▸ What you are asked to do: Retype the material exactly, ending with the line containing "use bollard::image::CreateImageOptions;".

▸ The data:
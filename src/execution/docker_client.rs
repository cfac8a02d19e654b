//! Docker engine client using the bollard crate.
//!
//! Implements [`SandboxEngine`] against the Docker Engine API over the
//! local control socket.

use async_trait::async_trait;
use bollard::container::{
    AttachContainerOptions, AttachContainerResults, Config, CreateContainerOptions,
    InspectContainerOptions, LogOutput, LogsOptions, RemoveContainerOptions,
    StartContainerOptions, WaitContainerOptions,
};
use bollard::errors::Error as BollardError;
use bollard::image::CreateImageOptions;
use bollard::models::HostConfig;
use bollard::Docker;
use futures::StreamExt;
use tracing::{debug, info};

use crate::error::EngineError;
use crate::execution::demux::Frame;
use crate::execution::engine::{AttachedChannel, SandboxEngine, SandboxSpec, SandboxStatus};

/// Seconds bollard waits on a single API request.
const REQUEST_TIMEOUT_SECONDS: u64 = 120;

/// Lines of log output fetched for diagnostics.
const DIAGNOSTIC_LOG_LINES: &str = "50";

/// Docker client wrapper implementing [`SandboxEngine`].
pub struct DockerEngine {
    docker: Docker,
    pull_missing_images: bool,
}

impl DockerEngine {
    /// Connects to the Docker daemon.
    ///
    /// Uses `socket` when given, otherwise the local defaults (`DOCKER_HOST`
    /// or the platform's default socket). Connecting does not talk to the
    /// daemon; call [`SandboxEngine::ping`] to check liveness.
    ///
    /// # Errors
    ///
    /// Returns `EngineError::Unavailable` if the client cannot be built.
    pub fn connect(socket: Option<&str>) -> Result<Self, EngineError> {
        let docker = match socket {
            Some(path) => Docker::connect_with_socket(
                path,
                REQUEST_TIMEOUT_SECONDS,
                bollard::API_DEFAULT_VERSION,
            ),
            None => Docker::connect_with_local_defaults(),
        }
        .map_err(|e| EngineError::Unavailable(format!("Failed to connect: {e}")))?;

        Ok(Self::from_docker(docker))
    }

    /// Creates a client from an existing bollard Docker instance.
    pub fn from_docker(docker: Docker) -> Self {
        Self {
            docker,
            pull_missing_images: true,
        }
    }

    /// Whether to pull images that are not present locally before creation.
    pub fn with_image_pull(mut self, enabled: bool) -> Self {
        self.pull_missing_images = enabled;
        self
    }

    async fn image_exists(&self, image: &str) -> bool {
        self.docker.inspect_image(image).await.is_ok()
    }

    async fn pull_image(&self, image: &str) -> Result<(), EngineError> {
        info!(image = image, "Pulling sandbox image");
        let options = CreateImageOptions {
            from_image: image,
            ..Default::default()
        };

        let mut stream = self.docker.create_image(Some(options), None, None);
        while let Some(result) = stream.next().await {
            result.map_err(|e| EngineError::ImagePull {
                image: image.to_string(),
                reason: e.to_string(),
            })?;
        }

        Ok(())
    }

    fn not_found_or(id: &str, e: BollardError, context: &str) -> EngineError {
        match e {
            BollardError::DockerResponseServerError {
                status_code: 404, ..
            } => EngineError::SandboxNotFound { id: id.to_string() },
            other => EngineError::Request(format!("{context}: {other}")),
        }
    }
}

/// Builds the bollard create-container body for a sandbox.
///
/// TTY stays off so the engine multiplexes stdout and stderr, stdin is
/// held open for a single attach, and auto-removal is off because the
/// orchestrator removes the sandbox itself after capturing output.
fn container_config(spec: &SandboxSpec) -> Config<String> {
    let host_config = HostConfig {
        memory: Some(spec.limits.memory_bytes()),
        cpu_period: Some(spec.limits.cpu_period()),
        cpu_quota: Some(spec.limits.cpu_quota()),
        pids_limit: spec.limits.max_processes.map(|max| max as i64),
        network_mode: spec.network_mode.clone(),
        binds: if spec.binds.is_empty() {
            None
        } else {
            Some(spec.binds.clone())
        },
        auto_remove: Some(false),
        ..Default::default()
    };

    Config {
        image: Some(spec.image.clone()),
        cmd: Some(spec.cmd.clone()),
        working_dir: Some(spec.working_dir.clone()),
        host_config: Some(host_config),
        tty: Some(false),
        open_stdin: Some(true),
        stdin_once: Some(true),
        attach_stdin: Some(true),
        attach_stdout: Some(true),
        attach_stderr: Some(true),
        ..Default::default()
    }
}

#[async_trait]
impl SandboxEngine for DockerEngine {
    async fn ping(&self) -> Result<(), EngineError> {
        self.docker
            .ping()
            .await
            .map_err(|e| EngineError::Unavailable(format!("Ping failed: {e}")))?;
        Ok(())
    }

    async fn create_sandbox(&self, spec: &SandboxSpec) -> Result<String, EngineError> {
        if self.pull_missing_images && !self.image_exists(&spec.image).await {
            self.pull_image(&spec.image).await?;
        }

        let options = CreateContainerOptions {
            name: spec.name.clone(),
            platform: None,
        };

        let response = self
            .docker
            .create_container(Some(options), container_config(spec))
            .await
            .map_err(|e| EngineError::Request(format!("Failed to create container: {e}")))?;

        for warning in &response.warnings {
            debug!(sandbox_id = %response.id, warning = %warning, "Container create warning");
        }

        Ok(response.id)
    }

    async fn start_sandbox(&self, id: &str) -> Result<(), EngineError> {
        self.docker
            .start_container(id, None::<StartContainerOptions<String>>)
            .await
            .map_err(|e| Self::not_found_or(id, e, "Failed to start container"))
    }

    async fn attach_sandbox(&self, id: &str) -> Result<AttachedChannel, EngineError> {
        let options = AttachContainerOptions::<String> {
            stdin: Some(true),
            stdout: Some(true),
            stderr: Some(true),
            stream: Some(true),
            // Replays output produced between start and attach.
            logs: Some(true),
            detach_keys: None,
        };

        let AttachContainerResults { output, input } = self
            .docker
            .attach_container(id, Some(options))
            .await
            .map_err(|e| Self::not_found_or(id, e, "Failed to attach to container"))?;

        let output = output
            .filter_map(|chunk| async move {
                match chunk {
                    Ok(LogOutput::StdOut { message }) | Ok(LogOutput::Console { message }) => {
                        Some(Ok(Frame::stdout(message.to_vec())))
                    }
                    Ok(LogOutput::StdErr { message }) => Some(Ok(Frame::stderr(message.to_vec()))),
                    Ok(LogOutput::StdIn { .. }) => None,
                    Err(e) => Some(Err(EngineError::Stream(e.to_string()))),
                }
            })
            .boxed();

        Ok(AttachedChannel { output, input })
    }

    async fn wait_sandbox(&self, id: &str) -> Result<i64, EngineError> {
        let options = WaitContainerOptions {
            condition: "not-running",
        };

        let mut stream = self.docker.wait_container(id, Some(options));

        match stream.next().await {
            Some(Ok(response)) => Ok(response.status_code),
            // bollard reports a non-zero exit as an error carrying the code.
            Some(Err(BollardError::DockerContainerWaitError { code, .. })) => Ok(code),
            Some(Err(e)) => Err(Self::not_found_or(id, e, "Error waiting for container")),
            None => match self.inspect_sandbox(id).await? {
                SandboxStatus::Exited { exit_code, .. } => Ok(exit_code),
                other => Err(EngineError::Request(format!(
                    "Container did not exit normally (state: {other})"
                ))),
            },
        }
    }

    async fn inspect_sandbox(&self, id: &str) -> Result<SandboxStatus, EngineError> {
        let info = self
            .docker
            .inspect_container(id, None::<InspectContainerOptions>)
            .await
            .map_err(|e| Self::not_found_or(id, e, "Failed to inspect container"))?;

        let state = info
            .state
            .ok_or_else(|| EngineError::Request("Container has no state".to_string()))?;

        let status = state.status.map(|s| s.to_string()).unwrap_or_default();

        Ok(match status.as_str() {
            "created" => SandboxStatus::Created,
            "running" => SandboxStatus::Running,
            "paused" => SandboxStatus::Paused,
            "restarting" => SandboxStatus::Restarting,
            "removing" => SandboxStatus::Removing,
            "exited" => SandboxStatus::Exited {
                exit_code: state.exit_code.unwrap_or(-1),
                oom_killed: state.oom_killed.unwrap_or(false),
            },
            "dead" => SandboxStatus::Dead,
            other => SandboxStatus::Unknown(other.to_string()),
        })
    }

    async fn sandbox_logs(&self, id: &str) -> Result<String, EngineError> {
        let options = LogsOptions::<String> {
            stdout: true,
            stderr: true,
            follow: false,
            timestamps: false,
            tail: DIAGNOSTIC_LOG_LINES.to_string(),
            ..Default::default()
        };

        let mut logs = self.docker.logs(id, Some(options));
        let mut output = String::new();

        while let Some(chunk) = logs.next().await {
            match chunk {
                Ok(LogOutput::StdOut { message })
                | Ok(LogOutput::StdErr { message })
                | Ok(LogOutput::Console { message }) => {
                    output.push_str(&String::from_utf8_lossy(&message));
                }
                Ok(LogOutput::StdIn { .. }) => {}
                Err(e) => {
                    return Err(Self::not_found_or(id, e, "Error reading logs"));
                }
            }
        }

        Ok(output)
    }

    async fn remove_sandbox(&self, id: &str) -> Result<(), EngineError> {
        let options = RemoveContainerOptions {
            force: true,
            v: true,
            ..Default::default()
        };

        self.docker
            .remove_container(id, Some(options))
            .await
            .map_err(|e| Self::not_found_or(id, e, "Failed to remove container"))
    }
}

▸ Output for this exercise:
filename src/execution/docker_client.rs
repository cfac8a02d19e654b
//! Docker engine client using the bollard crate.
//!
//! Implements [`SandboxEngine`] against the Docker Engine API over the
//! local control socket.

use async_trait::async_trait;
use bollard::container::{
    AttachContainerOptions, AttachContainerResults, Config, CreateContainerOptions,
    InspectContainerOptions, LogOutput, LogsOptions, RemoveContainerOptions,
    StartContainerOptions, WaitContainerOptions,
};
use bollard::errors::Error as BollardError;
use bollard::image::CreateImageOptions;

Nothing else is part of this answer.